Kennedy supports the nuclear freeze and has concentrated much of his campaign rhetoric on the issues of arms control and defense budget cuts. He said on Friday that if cuts in defense and domestic programs cannot reduce the deficit sufficiently, he would support a tax hike.

State Sen. George Bachrach portrays himself as an iconoclast and not "a back-slapping member of the club." His record of activism includes demonstrations against the Vietnam War, civil rights advocacy, anti-nuclear rallies, and a 1984 arrest while protesting in the offices of Deak-Perera, a dealer in South African gold Krugerrands.

In the legislature, Bachrach has advocated rent control, comparable-worth pay, minority, women's, and gay rights, and increased government funding for health care. He also served on the Senate Rules Reform Committee that led to the 1985 adoption of new procedures for the body.

Vallely, a former Marine, has close associations with U.S. Sen. John F. Kerry (D-Mass.), and, like Kerry, has been active in Vietnam Veterans Against The War. Billing himself "the other guy," he has launched a massive publicity campaign, partially financed by $71,000 of his own money.

King, who already claims considerable support from his two campaigns for mayor and his work as a civil rights leader, pledges to "empower the people" and advocates large defense cuts, expanded civil rights legislation, and improved social services.

Gallagher is active in the Democratic Socialists of America--more so than Bachrach, who is also a member--and is considered the most leftward of the candidates by many observers.

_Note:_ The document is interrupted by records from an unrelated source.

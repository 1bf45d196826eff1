//! Cross-origin policy.
//!
//! # Responsibilities
//! - Decide whether a browser cross-origin request is permitted
//! - Answer CORS preflight requests
//! - Build the CORS response headers for allowed origins
//!
//! # Design Decisions
//! - Evaluation is pure; the allowlist is frozen at construction
//! - Only allowlisted origins are ever echoed back
//! - A missing Origin header is not hostile (same-origin or non-browser caller)

use std::collections::HashSet;

use axum::http::{
    header::{
        ACCESS_CONTROL_ALLOW_CREDENTIALS, ACCESS_CONTROL_ALLOW_HEADERS,
        ACCESS_CONTROL_ALLOW_METHODS, ACCESS_CONTROL_ALLOW_ORIGIN, ACCESS_CONTROL_MAX_AGE, VARY,
    },
    HeaderMap, HeaderValue, Method,
};

use crate::config::{CorsConfig, DeploymentMode};

/// Outcome of the origin check for one request.
#[derive(Debug, Clone, PartialEq, Eq, Default)]
pub struct OriginDecision {
    pub allowed: bool,
    /// Allowlisted origin to put in `Access-Control-Allow-Origin`.
    pub echoed_origin: Option<String>,
    /// The request was an `OPTIONS` preflight.
    pub preflight: bool,
}

#[derive(Debug, Clone)]
pub struct OriginPolicy {
    allowlist: HashSet<String>,
    allow_methods: String,
    allow_headers: String,
    max_age_secs: u64,
    allow_credentials: bool,
}

fn normalize(origin: &str) -> String {
    origin.trim().trim_end_matches('/').to_ascii_lowercase()
}

impl OriginPolicy {
    pub fn new(config: &CorsConfig, deployment: DeploymentMode) -> Self {
        let mut allowlist: HashSet<String> =
            config.allowed_origins.iter().map(|o| normalize(o)).collect();

        if config.allow_localhost {
            if deployment.is_production() {
                tracing::error!("Ignoring cors.allow_localhost in production deployment");
            } else {
                tracing::warn!(
                    origin = %config.localhost_origin,
                    deployment = ?deployment,
                    "Development origin appended to CORS allowlist"
                );
                allowlist.insert(normalize(&config.localhost_origin));
            }
        }

        Self {
            allowlist,
            allow_methods: config.allowed_methods.join(", "),
            allow_headers: config.allowed_headers.join(", "),
            max_age_secs: config.max_age_secs,
            allow_credentials: config.allow_credentials,
        }
    }

    pub fn is_allowlisted(&self, origin: &str) -> bool {
        self.allowlist.contains(&normalize(origin))
    }

    pub fn evaluate(&self, method: &Method, origin: Option<&str>) -> OriginDecision {
        let preflight = method == Method::OPTIONS;
        let echoed_origin = origin
            .map(normalize)
            .filter(|o| self.allowlist.contains(o));

        let allowed = match origin {
            Some(_) => echoed_origin.is_some(),
            // Preflights without an Origin are not from a browser; nothing to grant.
            None => !preflight,
        };

        OriginDecision {
            allowed,
            echoed_origin,
            preflight,
        }
    }

    /// Headers for an admitted preflight. Empty unless the origin was allowlisted.
    pub fn preflight_headers(&self, decision: &OriginDecision) -> HeaderMap {
        let mut headers = self.response_headers(decision);
        if headers.is_empty() {
            return headers;
        }
        if let Ok(v) = HeaderValue::from_str(&self.allow_methods) {
            headers.insert(ACCESS_CONTROL_ALLOW_METHODS, v);
        }
        if let Ok(v) = HeaderValue::from_str(&self.allow_headers) {
            headers.insert(ACCESS_CONTROL_ALLOW_HEADERS, v);
        }
        headers.insert(ACCESS_CONTROL_MAX_AGE, HeaderValue::from(self.max_age_secs));
        headers
    }

    /// Headers attached to admitted cross-origin responses.
    pub fn response_headers(&self, decision: &OriginDecision) -> HeaderMap {
        let mut headers = HeaderMap::new();
        let origin = match (&decision.echoed_origin, decision.allowed) {
            (Some(origin), true) => origin,
            _ => return headers,
        };
        let Ok(value) = HeaderValue::from_str(origin) else {
            return headers;
        };
        headers.insert(ACCESS_CONTROL_ALLOW_ORIGIN, value);
        headers.insert(VARY, HeaderValue::from_static("Origin"));
        if self.allow_credentials {
            headers.insert(
                ACCESS_CONTROL_ALLOW_CREDENTIALS,
                HeaderValue::from_static("true"),
            );
        }
        headers
    }
}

He has received $350 in campaign contributions from Critical Legal Studies guru and Harvard Professor of Law Duncan M. Kennedy '64, and smaller amounts from Nobel Laureates Professor of Cardiology Bernard Lown and Higgins Professor of Biology Emeritus George Wald '44.

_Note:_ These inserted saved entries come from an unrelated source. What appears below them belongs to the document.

//! Configuration schema definitions.
//!
//! This module defines the complete configuration structure for the gate.
//! All types derive Serde traits for deserialization from config files.

use std::path::PathBuf;

use serde::{Deserialize, Serialize};

use crate::security::classifier::BotSignature;

/// Root configuration for the request gate.
#[derive(Debug, Clone, Deserialize, Serialize, Default)]
#[serde(default)]
pub struct GateConfig {
    /// Deployment mode; gates development-only conveniences.
    pub deployment: DeploymentMode,

    /// Allowed sign-in addresses: exact emails or `@domain` entries.
    pub email_allowlist: Vec<String>,

    /// Listener configuration (bind address).
    pub listener: ListenerConfig,

    /// Timeout configuration.
    pub timeouts: TimeoutConfig,

    /// Cross-origin policy.
    pub cors: CorsConfig,

    /// Automated client filtering.
    pub bots: BotConfig,

    /// Bearer token verification.
    pub token: TokenConfig,

    /// Rate limiting configuration.
    pub rate_limit: RateLimitConfig,

    /// Request size limits.
    pub security: SecurityConfig,

    /// Observability settings.
    pub observability: ObservabilityConfig,

    /// Endpoint policy table.
    pub routes: Vec<RouteConfig>,

    /// Webhook signature providers referenced by `signature-required` routes.
    pub webhooks: Vec<WebhookConfig>,
}

/// Where the gate is running.
#[derive(Debug, Clone, Copy, Default, PartialEq, Eq, Deserialize, Serialize)]
#[serde(rename_all = "lowercase")]
pub enum DeploymentMode {
    #[default]
    Production,
    Staging,
    Development,
}

impl DeploymentMode {
    pub fn is_production(self) -> bool {
        self == DeploymentMode::Production
    }
}

/// Listener configuration.
#[derive(Debug, Clone, Deserialize, Serialize)]
#[serde(default)]
pub struct ListenerConfig {
    /// Bind address (e.g., "0.0.0.0:8080").
    pub bind_address: String,
}

impl Default for ListenerConfig {
    fn default() -> Self {
        Self {
            bind_address: "0.0.0.0:8080".to_string(),
        }
    }
}

/// Timeout configuration.
#[derive(Debug, Clone, Deserialize, Serialize)]
#[serde(default)]
pub struct TimeoutConfig {
    /// Request timeout (total time for gate + handler) in seconds.
    pub request_secs: u64,
}

impl Default for TimeoutConfig {
    fn default() -> Self {
        Self { request_secs: 30 }
    }
}

/// Cross-origin resource sharing configuration.
#[derive(Debug, Clone, Deserialize, Serialize)]
#[serde(default)]
pub struct CorsConfig {
    /// Origins allowed to make cross-origin requests.
    pub allowed_origins: Vec<String>,

    /// Append `localhost_origin` to the allowlist. Rejected in production.
    pub allow_localhost: bool,

    /// Origin appended when `allow_localhost` is set outside production.
    pub localhost_origin: String,

    /// Methods advertised in preflight responses.
    pub allowed_methods: Vec<String>,

    /// Request headers advertised in preflight responses.
    pub allowed_headers: Vec<String>,

    /// Preflight cache lifetime in seconds.
    pub max_age_secs: u64,

    /// Emit `Access-Control-Allow-Credentials: true`.
    pub allow_credentials: bool,
}

impl Default for CorsConfig {
    fn default() -> Self {
        Self {
            allowed_origins: Vec::new(),
            allow_localhost: false,
            localhost_origin: "http://localhost:3000".to_string(),
            allowed_methods: ["GET", "POST", "PUT", "PATCH", "DELETE", "OPTIONS"]
                .iter()
                .map(|m| m.to_string())
                .collect(),
            allowed_headers: vec!["authorization".to_string(), "content-type".to_string()],
            max_age_secs: 600,
            allow_credentials: false,
        }
    }
}

/// Automated client filtering configuration.
#[derive(Debug, Clone, Deserialize, Serialize)]
#[serde(default)]
pub struct BotConfig {
    /// Crawler signatures matched case-insensitively against the user-agent.
    pub signatures: Vec<BotSignature>,

    /// User-agents shorter than this are treated as scripted clients.
    pub min_user_agent_len: usize,
}

impl Default for BotConfig {
    fn default() -> Self {
        Self {
            signatures: BotSignature::known().to_vec(),
            min_user_agent_len: 10,
        }
    }
}

/// Bearer token verification configuration.
#[derive(Debug, Clone, Deserialize, Serialize)]
#[serde(default)]
pub struct TokenConfig {
    /// Identity provider JWKS endpoint.
    pub jwks_url: Option<String>,

    /// JWKS document on disk, re-read on every refresh.
    pub jwks_file: Option<PathBuf>,

    /// Expected `iss` claim.
    pub issuer: Option<String>,

    /// Expected `aud` claim.
    pub audience: Option<String>,

    /// Clock skew tolerated on `exp` and `nbf`, in seconds.
    pub leeway_secs: u64,

    /// Timeout for a single key-set fetch in milliseconds.
    pub fetch_timeout_ms: u64,

    /// Cookie carrying the same token for browser sessions.
    pub session_cookie: Option<String>,

    /// Backoff applied by the pipeline when the provider is unreachable.
    pub provider_retry: RetryConfig,
}

impl Default for TokenConfig {
    fn default() -> Self {
        Self {
            jwks_url: None,
            jwks_file: None,
            issuer: None,
            audience: None,
            leeway_secs: 0,
            fetch_timeout_ms: 2000,
            session_cookie: None,
            provider_retry: RetryConfig::default(),
        }
    }
}

/// Retry configuration.
#[derive(Debug, Clone, Deserialize, Serialize)]
#[serde(default)]
pub struct RetryConfig {
    /// Maximum number of attempts, including the first one.
    pub max_attempts: u32,

    /// Base delay for exponential backoff in milliseconds.
    pub base_delay_ms: u64,

    /// Maximum delay for exponential backoff in milliseconds.
    pub max_delay_ms: u64,
}

impl Default for RetryConfig {
    fn default() -> Self {
        Self {
            max_attempts: 3,
            base_delay_ms: 50,
            max_delay_ms: 500,
        }
    }
}

/// Rate limiting configuration.
#[derive(Debug, Clone, Deserialize, Serialize)]
#[serde(default)]
pub struct RateLimitConfig {
    /// Enable rate limiting.
    pub enabled: bool,

    /// Requests admitted per window and key.
    pub requests: u32,

    /// Window length in milliseconds.
    pub window_ms: u64,

    /// Maximum number of tracked keys.
    pub max_keys: usize,

    /// Interval of the expired-window sweep in seconds.
    pub sweep_interval_secs: u64,
}

impl Default for RateLimitConfig {
    fn default() -> Self {
        Self {
            enabled: true,
            requests: 60,
            window_ms: 60_000,
            max_keys: 100_000,
            sweep_interval_secs: 30,
        }
    }
}

/// Request size limits.
#[derive(Debug, Clone, Deserialize, Serialize)]
#[serde(default)]
pub struct SecurityConfig {
    /// Maximum body size in bytes buffered for inspection.
    pub max_body_size: usize,

    /// Take the client IP from the first `X-Forwarded-For` hop.
    pub trust_forwarded_for: bool,
}

impl Default for SecurityConfig {
    fn default() -> Self {
        Self {
            max_body_size: 1024 * 1024, // 1MB
            trust_forwarded_for: false,
        }
    }
}

/// Log output format.
#[derive(Debug, Clone, Copy, Default, PartialEq, Eq, Deserialize, Serialize)]
#[serde(rename_all = "lowercase")]
pub enum LogFormat {
    #[default]
    Pretty,
    Json,
}

/// Observability configuration.
#[derive(Debug, Clone, Deserialize, Serialize)]
#[serde(default)]
pub struct ObservabilityConfig {
    /// Log level (trace, debug, info, warn, error).
    pub log_level: String,

    /// Log output format.
    pub log_format: LogFormat,

    /// Enable metrics endpoint.
    pub metrics_enabled: bool,

    /// Metrics endpoint bind address.
    pub metrics_address: String,
}

impl Default for ObservabilityConfig {
    fn default() -> Self {
        Self {
            log_level: "info".to_string(),
            log_format: LogFormat::Pretty,
            metrics_enabled: false,
            metrics_address: "0.0.0.0:9090".to_string(),
        }
    }
}

/// Authorization mode of a route as written in the config file.
#[derive(Debug, Clone, Copy, PartialEq, Eq, Deserialize, Serialize)]
#[serde(rename_all = "kebab-case")]
pub enum RouteMode {
    Public,
    TokenRequired,
    SignatureRequired,
    AllowlistEmail,
}

/// Route policy entry.
#[derive(Debug, Clone, Deserialize, Serialize)]
pub struct RouteConfig {
    /// Exact path (`/api/data`) or wildcard prefix (`/api/*`).
    pub path: String,

    /// Authorization mode.
    pub mode: RouteMode,

    /// Allowed methods; empty allows any.
    #[serde(default)]
    pub methods: Vec<String>,

    /// Webhook provider name for `signature-required` routes.
    #[serde(default)]
    pub signature_provider: Option<String>,

    /// Per-route rate limit override.
    #[serde(default)]
    pub rate_limit: Option<RouteRateLimit>,
}

/// Per-route rate limit.
#[derive(Debug, Clone, Copy, PartialEq, Eq, Deserialize, Serialize)]
pub struct RouteRateLimit {
    pub requests: u32,
    pub window_ms: u64,
}

/// Webhook signature scheme.
#[derive(Debug, Clone, Copy, PartialEq, Eq, Deserialize, Serialize)]
#[serde(rename_all = "kebab-case")]
pub enum WebhookKind {
    /// `Stripe-Signature: t=<ts>,v1=<hex>` over `"{t}.{body}"`.
    Stripe,
    /// Hex HMAC-SHA256 of the body in a configurable header.
    HmacSha256,
}

/// Webhook signature provider.
#[derive(Debug, Clone, Deserialize, Serialize)]
pub struct WebhookConfig {
    /// Name referenced by `RouteConfig::signature_provider`.
    pub name: String,

    pub kind: WebhookKind,

    /// Shared signing secret.
    pub secret: String,

    /// Signature header for `hmac-sha256` providers.
    #[serde(default)]
    pub header: Option<String>,

    /// Maximum signature age in seconds (stripe only).
    #[serde(default = "default_tolerance_secs")]
    pub tolerance_secs: u64,
}

fn default_tolerance_secs() -> u64 {
    300
}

Galvin called Kennedy's approach to defense budget cuts "Childish at best" in a recent interview, and said he supported a tax reform that would institute a minimum corporate tax and increase revenues without an across-the-board increase.

Roosevelt considers himself "in the center of the field" politically and supports a nuclear freeze and increased government student aid funds. He also believes U.S. colleges and universities should divest from South African-related corporations. He received a $500 contribution from Harvard Vice President and General Counsel Daniel Steiner '54, who does not.

Johnston's "Stretch-A-Buck" campaign, which she illustrates with rubber dollar bills, stresses social services, the nuclear freeze, and deficit reduction through defense budget cuts.

Abt, a Republican, is president and founder of the Abt Associates research group and supports defense budget cuts through more efficient new procedures rather than cutting programs.

Staunch Republican and anti-abortionist Mildred F. Jefferson said she supported a strong defense.